PROBLEM REQUIREMENTS: Extract all records. Keep each one exact.

(Stored data entries)
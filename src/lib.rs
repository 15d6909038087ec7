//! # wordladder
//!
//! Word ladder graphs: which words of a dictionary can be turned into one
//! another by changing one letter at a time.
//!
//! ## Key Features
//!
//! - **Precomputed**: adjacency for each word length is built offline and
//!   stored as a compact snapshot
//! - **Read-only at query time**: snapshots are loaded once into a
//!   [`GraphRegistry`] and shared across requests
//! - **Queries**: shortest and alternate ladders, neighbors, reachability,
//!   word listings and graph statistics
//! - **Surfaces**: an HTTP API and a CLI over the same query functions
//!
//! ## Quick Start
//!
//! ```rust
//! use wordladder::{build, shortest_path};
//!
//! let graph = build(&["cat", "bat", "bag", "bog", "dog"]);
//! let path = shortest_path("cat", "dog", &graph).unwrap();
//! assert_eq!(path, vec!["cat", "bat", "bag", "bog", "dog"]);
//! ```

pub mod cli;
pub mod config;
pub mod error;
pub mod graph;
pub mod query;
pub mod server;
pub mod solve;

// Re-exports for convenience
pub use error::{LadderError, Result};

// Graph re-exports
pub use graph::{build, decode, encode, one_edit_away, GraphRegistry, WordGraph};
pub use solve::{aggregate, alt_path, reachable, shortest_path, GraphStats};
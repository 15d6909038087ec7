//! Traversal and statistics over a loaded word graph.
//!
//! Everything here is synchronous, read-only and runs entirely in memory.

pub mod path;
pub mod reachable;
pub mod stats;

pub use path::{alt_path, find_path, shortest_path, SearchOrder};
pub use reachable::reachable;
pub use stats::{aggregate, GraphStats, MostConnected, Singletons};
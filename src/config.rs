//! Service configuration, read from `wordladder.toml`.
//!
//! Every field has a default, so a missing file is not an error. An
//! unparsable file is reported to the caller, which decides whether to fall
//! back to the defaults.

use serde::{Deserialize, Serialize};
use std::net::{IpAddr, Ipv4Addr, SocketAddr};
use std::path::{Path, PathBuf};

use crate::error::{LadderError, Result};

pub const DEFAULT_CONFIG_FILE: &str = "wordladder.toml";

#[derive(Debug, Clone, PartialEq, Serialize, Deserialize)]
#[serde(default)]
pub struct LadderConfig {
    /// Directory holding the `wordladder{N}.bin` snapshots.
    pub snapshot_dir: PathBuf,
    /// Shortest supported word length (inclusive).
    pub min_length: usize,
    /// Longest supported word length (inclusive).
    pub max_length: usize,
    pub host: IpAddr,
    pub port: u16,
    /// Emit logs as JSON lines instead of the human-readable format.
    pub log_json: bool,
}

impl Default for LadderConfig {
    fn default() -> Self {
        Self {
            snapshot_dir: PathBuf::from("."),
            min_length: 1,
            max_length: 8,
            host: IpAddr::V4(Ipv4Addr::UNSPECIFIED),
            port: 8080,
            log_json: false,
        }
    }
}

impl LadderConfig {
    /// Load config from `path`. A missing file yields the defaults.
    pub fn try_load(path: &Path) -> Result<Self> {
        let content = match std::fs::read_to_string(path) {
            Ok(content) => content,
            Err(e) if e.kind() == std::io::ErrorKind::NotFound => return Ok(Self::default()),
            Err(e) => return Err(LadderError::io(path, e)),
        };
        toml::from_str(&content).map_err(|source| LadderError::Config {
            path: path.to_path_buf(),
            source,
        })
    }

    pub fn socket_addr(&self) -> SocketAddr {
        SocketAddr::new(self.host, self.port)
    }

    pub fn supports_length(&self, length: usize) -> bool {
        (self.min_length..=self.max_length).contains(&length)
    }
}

RESPONSE:
filename src/lib.rs
repository 15d6909038087ec7
//! # wordladder
//!
//! Word ladder graphs: which words of a dictionary can be turned into one
//! another by changing one letter at a time.
//!
//! ## Key Features
//!
//! - **Precomputed**: adjacency for each word length is built offline and
//!   stored as a compact snapshot
//! - **Read-only at query time**: snapshots are loaded once into a
//!   [`GraphRegistry`] and shared across requests
//! - **Queries**: shortest and alternate ladders, neighbors, reachability,
//!   word listings and graph statistics
//! - **Surfaces**: an HTTP API and a CLI over the same query functions
//!
//! ## Quick Start
//!
//! ```rust
//! use wordladder::{build, shortest_path};
//!
//! let graph = build(&["cat", "bat", "bag", "bog", "dog"]);
//! let path = shortest_path("cat", "dog", &graph).unwrap();
//! assert_eq!(path, vec!["cat", "bat", "bag", "bog", "dog"]);
//! ```

pub mod cli;
pub mod config;
pub mod error;
pub mod graph;
pub mod query;
pub mod server;
pub mod solve;

// Re-exports for convenience
pub use error::{LadderError, Result};

// Graph re-exports
pub use graph::{build, decode, encode, one_edit_away, GraphRegistry, WordGraph};
pub use solve::{aggregate, alt_path, reachable, shortest_path, GraphStats};
repository 15d6909038087ec7
//! Traversal and statistics over a loaded word graph.
//!
//! Everything here is synchronous, read-only and runs entirely in memory.

pub mod path;
pub mod reachable;
pub mod stats;

pub use path::{alt_path, find_path, shortest_path, SearchOrder};
pub use reachable::reachable;
pub use stats::{aggregate, GraphStats, MostConnected, Singletons};
filename src/config.rs
//! Service configuration, read from `wordladder.toml`.
//!
//! Every field has a default, so a missing file is not an error. An
//! unparsable file is reported to the caller, which decides whether to fall
//! back to the defaults.

use serde::{Deserialize, Serialize};
use std::net::{IpAddr, Ipv4Addr, SocketAddr};
use std::path::{Path, PathBuf};

use crate::error::{LadderError, Result};

pub const DEFAULT_CONFIG_FILE: &str = "wordladder.toml";

#[derive(Debug, Clone, PartialEq, Serialize, Deserialize)]
#[serde(default)]
pub struct LadderConfig {
    /// Directory holding the `wordladder{N}.bin` snapshots.
    pub snapshot_dir: PathBuf,
    /// Shortest supported word length (inclusive).
    pub min_length: usize,
    /// Longest supported word length (inclusive).
    pub max_length: usize,
    pub host: IpAddr,
    pub port: u16,
    /// Emit logs as JSON lines instead of the human-readable format.
    pub log_json: bool,
}

impl Default for LadderConfig {
    fn default() -> Self {
        Self {
            snapshot_dir: PathBuf::from("."),
            min_length: 1,
            max_length: 8,
            host: IpAddr::V4(Ipv4Addr::UNSPECIFIED),
            port: 8080,
            log_json: false,
        }
    }
}

impl LadderConfig {
    /// Load config from `path`. A missing file yields the defaults.
    pub fn try_load(path: &Path) -> Result<Self> {
        let content = match std::fs::read_to_string(path) {
            Ok(content) => content,
            Err(e) if e.kind() == std::io::ErrorKind::NotFound => return Ok(Self::default()),
            Err(e) => return Err(LadderError::io(path, e)),
        };
        toml::from_str(&content).map_err(|source| LadderError::Config {
            path: path.to_path_buf(),
            source,
        })
    }

    pub fn socket_addr(&self) -> SocketAddr {
        SocketAddr::new(self.host, self.port)
    }

    pub fn supports_length(&self, length: usize) -> bool {
        (self.min_length..=self.max_length).contains(&length)
    }
}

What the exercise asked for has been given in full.